## Exercise description
The job is to find each line in the entries holding the string "source" and copy that line.
Start of Supplied records
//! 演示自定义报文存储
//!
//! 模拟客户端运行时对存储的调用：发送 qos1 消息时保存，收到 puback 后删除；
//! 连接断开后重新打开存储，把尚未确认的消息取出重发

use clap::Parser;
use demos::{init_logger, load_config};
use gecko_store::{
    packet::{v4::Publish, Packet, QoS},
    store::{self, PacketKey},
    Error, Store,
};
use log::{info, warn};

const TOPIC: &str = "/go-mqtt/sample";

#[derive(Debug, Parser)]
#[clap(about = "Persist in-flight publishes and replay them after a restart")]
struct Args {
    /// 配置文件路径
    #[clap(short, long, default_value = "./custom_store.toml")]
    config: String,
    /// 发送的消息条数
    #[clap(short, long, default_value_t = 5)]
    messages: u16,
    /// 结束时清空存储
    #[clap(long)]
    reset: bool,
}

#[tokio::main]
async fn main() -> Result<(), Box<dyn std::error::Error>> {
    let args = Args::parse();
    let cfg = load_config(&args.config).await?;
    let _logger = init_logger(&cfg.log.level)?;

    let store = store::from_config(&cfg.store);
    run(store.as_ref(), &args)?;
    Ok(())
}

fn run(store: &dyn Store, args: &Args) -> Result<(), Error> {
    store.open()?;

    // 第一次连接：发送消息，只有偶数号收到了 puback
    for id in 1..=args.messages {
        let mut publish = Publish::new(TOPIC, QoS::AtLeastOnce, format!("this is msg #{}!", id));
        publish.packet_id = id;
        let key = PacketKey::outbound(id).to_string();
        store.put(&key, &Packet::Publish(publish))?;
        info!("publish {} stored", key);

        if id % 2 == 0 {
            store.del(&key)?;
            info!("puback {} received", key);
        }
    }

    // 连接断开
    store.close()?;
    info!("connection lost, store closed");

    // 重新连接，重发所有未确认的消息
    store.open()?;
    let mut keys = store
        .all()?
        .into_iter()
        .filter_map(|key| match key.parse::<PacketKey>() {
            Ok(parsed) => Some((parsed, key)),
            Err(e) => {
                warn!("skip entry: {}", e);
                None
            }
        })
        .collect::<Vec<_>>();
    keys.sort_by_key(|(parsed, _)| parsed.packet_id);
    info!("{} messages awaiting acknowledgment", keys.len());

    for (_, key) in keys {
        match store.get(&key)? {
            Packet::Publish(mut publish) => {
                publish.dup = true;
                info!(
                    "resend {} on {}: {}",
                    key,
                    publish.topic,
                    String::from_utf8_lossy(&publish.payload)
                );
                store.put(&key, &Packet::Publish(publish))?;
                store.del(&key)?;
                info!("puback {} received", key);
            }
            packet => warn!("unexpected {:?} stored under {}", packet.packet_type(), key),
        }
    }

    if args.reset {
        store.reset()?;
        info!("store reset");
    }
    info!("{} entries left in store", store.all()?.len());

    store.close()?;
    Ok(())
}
End of Supplied records
Start of Supplied records
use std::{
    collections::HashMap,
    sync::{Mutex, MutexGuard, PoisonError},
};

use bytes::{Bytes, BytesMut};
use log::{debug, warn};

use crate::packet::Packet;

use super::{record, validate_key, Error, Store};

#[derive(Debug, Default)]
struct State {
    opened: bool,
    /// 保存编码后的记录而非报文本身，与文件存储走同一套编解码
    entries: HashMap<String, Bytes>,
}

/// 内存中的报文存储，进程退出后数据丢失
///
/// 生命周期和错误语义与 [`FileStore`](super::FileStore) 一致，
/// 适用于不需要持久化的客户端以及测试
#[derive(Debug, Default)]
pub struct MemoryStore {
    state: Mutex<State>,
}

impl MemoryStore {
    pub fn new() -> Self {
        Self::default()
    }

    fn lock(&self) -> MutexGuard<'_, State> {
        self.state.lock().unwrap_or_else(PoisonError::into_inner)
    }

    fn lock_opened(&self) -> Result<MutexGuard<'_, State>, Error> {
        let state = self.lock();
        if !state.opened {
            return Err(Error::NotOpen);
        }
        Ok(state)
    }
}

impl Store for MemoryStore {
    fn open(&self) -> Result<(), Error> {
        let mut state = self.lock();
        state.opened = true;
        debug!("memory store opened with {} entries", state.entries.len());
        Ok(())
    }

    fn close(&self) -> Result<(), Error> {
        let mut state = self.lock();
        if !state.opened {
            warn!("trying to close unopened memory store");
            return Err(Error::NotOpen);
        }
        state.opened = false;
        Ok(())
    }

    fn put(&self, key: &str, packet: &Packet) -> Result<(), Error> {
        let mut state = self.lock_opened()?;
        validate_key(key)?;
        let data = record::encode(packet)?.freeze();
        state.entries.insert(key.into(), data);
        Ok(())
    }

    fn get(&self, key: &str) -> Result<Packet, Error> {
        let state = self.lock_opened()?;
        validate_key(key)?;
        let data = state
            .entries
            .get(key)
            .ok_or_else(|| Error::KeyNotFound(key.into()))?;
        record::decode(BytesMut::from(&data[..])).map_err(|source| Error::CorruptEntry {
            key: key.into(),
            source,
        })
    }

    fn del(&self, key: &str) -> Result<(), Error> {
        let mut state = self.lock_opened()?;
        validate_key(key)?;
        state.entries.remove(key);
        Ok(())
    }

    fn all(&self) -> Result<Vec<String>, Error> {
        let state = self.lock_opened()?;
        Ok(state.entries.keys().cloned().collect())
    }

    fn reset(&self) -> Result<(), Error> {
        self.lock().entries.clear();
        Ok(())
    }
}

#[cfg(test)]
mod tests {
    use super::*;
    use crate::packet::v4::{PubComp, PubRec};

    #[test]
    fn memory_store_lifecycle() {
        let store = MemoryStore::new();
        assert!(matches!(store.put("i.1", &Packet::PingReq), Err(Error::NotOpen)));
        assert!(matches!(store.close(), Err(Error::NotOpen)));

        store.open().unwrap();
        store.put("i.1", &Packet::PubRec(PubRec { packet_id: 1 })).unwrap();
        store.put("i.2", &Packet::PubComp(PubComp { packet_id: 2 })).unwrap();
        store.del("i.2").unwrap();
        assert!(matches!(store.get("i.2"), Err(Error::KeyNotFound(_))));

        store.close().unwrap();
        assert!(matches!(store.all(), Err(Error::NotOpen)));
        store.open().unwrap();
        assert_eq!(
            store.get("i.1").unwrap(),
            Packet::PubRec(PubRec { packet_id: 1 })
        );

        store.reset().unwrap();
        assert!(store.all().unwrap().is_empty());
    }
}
End of Supplied records
## Result of the task
        record::decode(BytesMut::from(&data[..])).map_err(|source| Error::CorruptEntry {
            source,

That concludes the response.